I comfort myself with at least the fact I have them would make finding any of my horses easier heaven forbid any of them were taken. I really dont know what the point of passports are if people continue to buy horses without them. People buying a horse without a passport need to remember that A) it is illegal and B) you could be encouraging the passing on of a stolen horse.:

A friend of mine was stopped taking her horse to a show and luckily she had his passport with her. I have to admit that until then we had taken our horses on holiday and the passports had remained locked in the filing cupboard at home. I now understand that not only do you need to have passports but they should always accompany any horse that is being transported - something I certainly hadnt registered. You can certainly bet that if I didnt have a passport I would be the unlucky one that got caught, received a heavy fine and got made an example of. Whilst others seem to get away with totally ignoring the law.

Since then my passports go with me every time any of my horses are transported anywhere.
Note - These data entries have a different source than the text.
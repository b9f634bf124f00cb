use std::collections::BTreeMap;
use std::fmt::Write as _;

use super::entry::{format_entry, split_path, PermissionEntry};
use super::errors::PermissionResult;
use super::value_objects::{PermissionCheck, PermissionType};

// =============================================================================
// PERMISSION NODE: one segment of a dotted permission path
// =============================================================================

/// Name given to the synthesised root node.
pub const ROOT_NAME: &str = "ROOT";

/// A node in the permission tree.
///
/// Each node exclusively owns its children, keyed by segment. A full key such
/// as `Admin.Player.Read` is walked from the root one segment at a time.
/// Nodes created only to reach a deeper path carry `PermissionType::Inherit`.
#[derive(Clone, Debug, PartialEq, Eq)]
pub struct PermissionNode {
    name: String,
    kind: PermissionType,
    children: BTreeMap<String, PermissionNode>,
}

impl PermissionNode {
    fn new(name: &str) -> Self {
        Self {
            name: name.to_string(),
            kind: PermissionType::Inherit,
            children: BTreeMap::new(),
        }
    }

    /// Create an empty tree.
    pub fn root() -> Self {
        Self::new(ROOT_NAME)
    }

    /// Build a tree from serialized entries.
    ///
    /// Bare entries take `fallback`. Stops at the first malformed entry.
    pub fn from_entries<I, S>(entries: I, fallback: PermissionType) -> PermissionResult<Self>
    where
        I: IntoIterator<Item = S>,
        S: AsRef<str>,
    {
        let mut root = Self::root();
        for entry in entries {
            root.add_permission(entry.as_ref(), fallback)?;
        }
        Ok(root)
    }

    pub fn name(&self) -> &str {
        &self.name
    }

    pub fn kind(&self) -> PermissionType {
        self.kind
    }

    /// Direct child by segment.
    pub fn child(&self, segment: &str) -> Option<&PermissionNode> {
        self.children.get(segment)
    }

    /// Returns true if the node has no children.
    pub fn is_leaf(&self) -> bool {
        self.children.is_empty()
    }

    /// Add a permission entry.
    ///
    /// `entry` is a dotted path, optionally followed by a type token which
    /// takes precedence over `kind`. Missing intermediate nodes are created
    /// as INHERIT; the terminal node's type is overwritten. On error the
    /// tree is left untouched.
    pub fn add_permission(&mut self, entry: &str, kind: PermissionType) -> PermissionResult<()> {
        let entry = PermissionEntry::parse(entry)?;
        let kind = entry.kind_or(kind);
        self.set_permission(&entry.path, kind)
    }

    /// Set the type of a bare dotted path, creating nodes as needed.
    pub fn set_permission(&mut self, path: &str, kind: PermissionType) -> PermissionResult<()> {
        let segments = split_path(path)?;

        let mut node = self;
        for segment in segments {
            node = node
                .children
                .entry(segment.to_string())
                .or_insert_with(|| PermissionNode::new(segment));
        }
        node.kind = kind;
        Ok(())
    }

    /// Remove a path and everything beneath it.
    ///
    /// Returns true if a node was removed. Malformed paths remove nothing.
    pub fn remove_permission(&mut self, path: &str) -> bool {
        let Ok(segments) = split_path(path) else {
            return false;
        };
        let Some((last, parents)) = segments.split_last() else {
            return false;
        };

        let mut node = self;
        for segment in parents {
            match node.children.get_mut(*segment) {
                Some(child) => node = child,
                None => return false,
            }
        }
        node.children.remove(*last).is_some()
    }

    /// Resolve a path against this tree.
    ///
    /// Walks from the root. Any DISALLOW on the way halts with a deny, so a
    /// coarse deny beats a finer grant. Otherwise the deepest ALLOW seen
    /// decides; with none, the result is INHERIT and the caller should
    /// consult roles. Malformed paths resolve to INHERIT.
    pub fn has_permission(&self, path: &str) -> PermissionCheck {
        let Ok(segments) = split_path(path) else {
            return PermissionCheck::UNDECIDED;
        };

        let mut resolved = PermissionType::Inherit;
        let mut node = self;
        for segment in segments {
            let Some(child) = node.children.get(segment) else {
                break;
            };
            match child.kind {
                PermissionType::Disallow => return PermissionCheck::DENIED,
                PermissionType::Allow => resolved = PermissionType::Allow,
                PermissionType::Inherit => {}
            }
            node = child;
        }

        if resolved == PermissionType::Allow {
            PermissionCheck::ALLOWED
        } else {
            PermissionCheck::UNDECIDED
        }
    }

    /// Flatten the tree to entry lines, depth-first in segment order.
    ///
    /// INHERIT nodes carry no information and are omitted; adding every
    /// line back into an empty tree gives an equivalent tree.
    pub fn serialize(&self) -> Vec<String> {
        let mut out = Vec::new();
        self.collect_entries("", &mut out);
        out
    }

    fn collect_entries(&self, prefix: &str, out: &mut Vec<String>) {
        for (segment, child) in &self.children {
            let path = if prefix.is_empty() {
                segment.clone()
            } else {
                format!("{}.{}", prefix, segment)
            };
            if child.kind.is_explicit() {
                out.push(format_entry(&path, child.kind));
            }
            child.collect_entries(&path, out);
        }
    }

    /// Drop every child.
    pub fn clear(&mut self) {
        self.children.clear();
    }

    /// Indented dump of the tree for diagnostics.
    pub fn debug_print(&self, indent: usize) -> String {
        let mut out = String::new();
        self.write_debug(indent, &mut out);
        out
    }

    fn write_debug(&self, indent: usize, out: &mut String) {
        let _ = writeln!(out, "{:indent$}{} {}", "", self.name, self.kind);
        for child in self.children.values() {
            child.write_debug(indent + 2, out);
        }
    }
}

impl Default for PermissionNode {
    fn default() -> Self {
        Self::root()
    }
}

#[cfg(test)]
mod tests {
    use super::*;
    use crate::domain::PermissionError;

    fn tree(entries: &[&str]) -> PermissionNode {
        PermissionNode::from_entries(entries.iter(), PermissionType::Inherit).unwrap()
    }

    // =========================================================================
    // ADD / QUERY
    // =========================================================================

    #[test]
    fn test_allow_then_check() {
        let mut root = PermissionNode::root();
        root.add_permission("Admin.Player.Read", PermissionType::Allow)
            .unwrap();

        assert_eq!(
            root.has_permission("Admin.Player.Read"),
            PermissionCheck::ALLOWED
        );
    }

    #[test]
    fn test_disallow_then_check() {
        let mut root = PermissionNode::root();
        root.add_permission("Admin.Player.Read", PermissionType::Disallow)
            .unwrap();

        assert_eq!(
            root.has_permission("Admin.Player.Read"),
            PermissionCheck::DENIED
        );
    }

    #[test]
    fn test_intermediate_nodes_inherit() {
        let root = tree(&["Admin.Player.Read ALLOW"]);
        let admin = root.child("Admin").unwrap();
        assert_eq!(admin.kind(), PermissionType::Inherit);
        assert_eq!(
            admin.child("Player").unwrap().kind(),
            PermissionType::Inherit
        );
        assert_eq!(root.has_permission("Admin"), PermissionCheck::UNDECIDED);
    }

    #[test]
    fn test_coarse_disallow_beats_fine_allow() {
        let root = tree(&["Admin.Player.Read ALLOW", "Admin DISALLOW"]);
        assert_eq!(
            root.has_permission("Admin.Player.Read"),
            PermissionCheck::DENIED
        );
    }

    #[test]
    fn test_fine_disallow_beats_coarse_allow() {
        let root = tree(&["Admin ALLOW", "Admin.Player DISALLOW"]);
        assert_eq!(root.has_permission("Admin.Roles"), PermissionCheck::ALLOWED);
        assert_eq!(
            root.has_permission("Admin.Player.Read"),
            PermissionCheck::DENIED
        );
    }

    #[test]
    fn test_ancestor_allow_covers_missing_children() {
        let root = tree(&["Admin ALLOW"]);
        assert_eq!(
            root.has_permission("Admin.Player.Read"),
            PermissionCheck::ALLOWED
        );
    }

    #[test]
    fn test_unknown_path_is_inherit() {
        let root = tree(&["Admin ALLOW"]);
        assert_eq!(root.has_permission("Teleport"), PermissionCheck::UNDECIDED);
    }

    #[test]
    fn test_deeper_disallow_does_not_affect_parent() {
        let root = tree(&["Admin ALLOW", "Admin.Player.Delete DISALLOW"]);
        assert_eq!(root.has_permission("Admin.Player"), PermissionCheck::ALLOWED);
    }

    #[test]
    fn test_add_is_idempotent() {
        let mut once = PermissionNode::root();
        once.add_permission("A.B", PermissionType::Allow).unwrap();
        let mut twice = once.clone();
        twice.add_permission("A.B", PermissionType::Allow).unwrap();
        assert_eq!(once, twice);
    }

    #[test]
    fn test_inline_type_overrides_argument() {
        let mut root = PermissionNode::root();
        root.add_permission("A.B DISALLOW", PermissionType::Allow)
            .unwrap();
        assert!(root.has_permission("A.B").is_denied());
    }

    #[test]
    fn test_readd_changes_type() {
        let mut root = tree(&["A ALLOW"]);
        root.add_permission("A", PermissionType::Disallow).unwrap();
        assert!(root.has_permission("A").is_denied());
    }

    // =========================================================================
    // MALFORMED INPUT
    // =========================================================================

    #[test]
    fn test_empty_segment_rejected_without_change() {
        let mut root = tree(&["Admin ALLOW"]);
        let before = root.clone();

        let err = root
            .add_permission("Admin..Read", PermissionType::Allow)
            .unwrap_err();

        assert!(matches!(err, PermissionError::EmptySegment { .. }));
        assert_eq!(root, before);
    }

    #[test]
    fn test_whitespace_segment_rejected_without_change() {
        let mut root = tree(&["Admin ALLOW"]);
        let before = root.clone();

        let err = root
            .set_permission("Admin.Player Read", PermissionType::Allow)
            .unwrap_err();

        assert!(matches!(
            err,
            PermissionError::WhitespaceInSegment { position: 1, .. }
        ));
        assert_eq!(root, before);
        assert_eq!(
            root.has_permission("Admin.Player Read"),
            PermissionCheck::UNDECIDED
        );
        assert_eq!(root.serialize(), vec!["Admin ALLOW".to_string()]);
    }

    #[test]
    fn test_empty_path_rejected() {
        let mut root = PermissionNode::root();
        assert_eq!(
            root.add_permission("", PermissionType::Allow),
            Err(PermissionError::EmptyPath)
        );
        assert!(root.is_leaf());
    }

    #[test]
    fn test_malformed_query_is_undecided() {
        let root = tree(&["Admin DISALLOW"]);
        assert_eq!(root.has_permission("Admin..X"), PermissionCheck::UNDECIDED);
        assert_eq!(root.has_permission(""), PermissionCheck::UNDECIDED);
    }

    // =========================================================================
    // REMOVE / CLEAR
    // =========================================================================

    #[test]
    fn test_remove_drops_subtree() {
        let mut root = tree(&["Admin.Player.Read ALLOW", "Admin.Roles ALLOW"]);
        assert!(root.remove_permission("Admin.Player"));
        assert_eq!(
            root.has_permission("Admin.Player.Read"),
            PermissionCheck::UNDECIDED
        );
        assert_eq!(root.has_permission("Admin.Roles"), PermissionCheck::ALLOWED);
    }

    #[test]
    fn test_remove_missing() {
        let mut root = tree(&["Admin ALLOW"]);
        assert!(!root.remove_permission("Admin.Player"));
        assert!(!root.remove_permission("Nope.Deep"));
        assert!(!root.remove_permission("Admin..X"));
    }

    #[test]
    fn test_clear() {
        let mut root = tree(&["Admin ALLOW", "Teleport ALLOW"]);
        root.clear();
        assert!(root.is_leaf());
        assert!(root.serialize().is_empty());
    }

    // =========================================================================
    // SERIALIZE / DEBUG
    // =========================================================================

    #[test]
    fn test_serialize_depth_first_skips_inherit() {
        let root = tree(&[
            "Teleport ALLOW",
            "Admin.Player.Read ALLOW",
            "Admin DISALLOW",
            "Admin.Roles INHERIT",
        ]);

        assert_eq!(
            root.serialize(),
            vec![
                "Admin DISALLOW".to_string(),
                "Admin.Player.Read ALLOW".to_string(),
                "Teleport ALLOW".to_string(),
            ]
        );
    }

    #[test]
    fn test_serialize_roundtrip_agrees() {
        let original = tree(&["A ALLOW", "A.B DISALLOW", "C.D.E ALLOW", "F INHERIT"]);
        let rebuilt = tree(
            &original
                .serialize()
                .iter()
                .map(String::as_str)
                .collect::<Vec<_>>(),
        );

        for path in ["A", "A.B", "A.B.C", "A.X", "C", "C.D", "C.D.E", "F", "G"] {
            assert_eq!(
                original.has_permission(path),
                rebuilt.has_permission(path),
                "path {path}"
            );
        }
    }

    #[test]
    fn test_debug_print_indents() {
        let root = tree(&["Admin.Read ALLOW"]);
        let dump = root.debug_print(2);
        let lines: Vec<&str> = dump.lines().collect();
        assert_eq!(lines[0], "  ROOT INHERIT");
        assert_eq!(lines[1], "    Admin INHERIT");
        assert_eq!(lines[2], "      Read ALLOW");
    }
}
Personally I think I would consider reporting anyone who was selling a horse without a passport. I do not the rules regarding foals so am not referring to this situation.:wink5:


----------



## Blitz (Feb 12, 2009)

mandy1 said:


> Must admit I was one of those fools who went out and got passports as soon as the announcements came out and paid through the nose for them. I even got one for my 32 year old pony who hadnt left home since retiring some years ago. As the deadline got closer prices reduced meaning that those who did as they were told promptly paid more (typical of this country I have to say).
> 
> I comfort myself with at least the fact I have them would make finding any of my horses easier heaven forbid any of them were taken. I really dont know what the point of passports are if people continue to buy horses without them. People buying a horse without a passport need to remember that A) it is illegal and B) you could be encouraging the passing on of a stolen horse.:
> 
> ...


it is more expensive to get passports now, not cheaper. You have to get a vet to do the drawings whereas initially you could do it yourself. And from July all foals and any horse that doesnt currently have a passport will need to be microchipped.
You do not need your passports with you at all times, only when transporting to a competition or to stud or to a new home. Not for a holiday or a hack.


----------



## mandy1 (Feb 28, 2009)

Glad to hear they are tightening up now. Certainly were cheaper initially after the deadline date when the passport agencies were doing cheaper deals.


----------



## JSR (Jan 2, 2009)

The whole things a joke! I got Kane without one (5 years ago so before it was law) and I filled in the pictures myself...I had it returned twice because it didn't have enough distigusing marks (even though he's microchipped which I'd say is pretty individual!!) so I ended up making up whorls on him because he didn't have enough for them!!! For got sakes he's a brown cob...looks like alot of brown cobs so how I'm I supposed to make him have distigusing marks!!! 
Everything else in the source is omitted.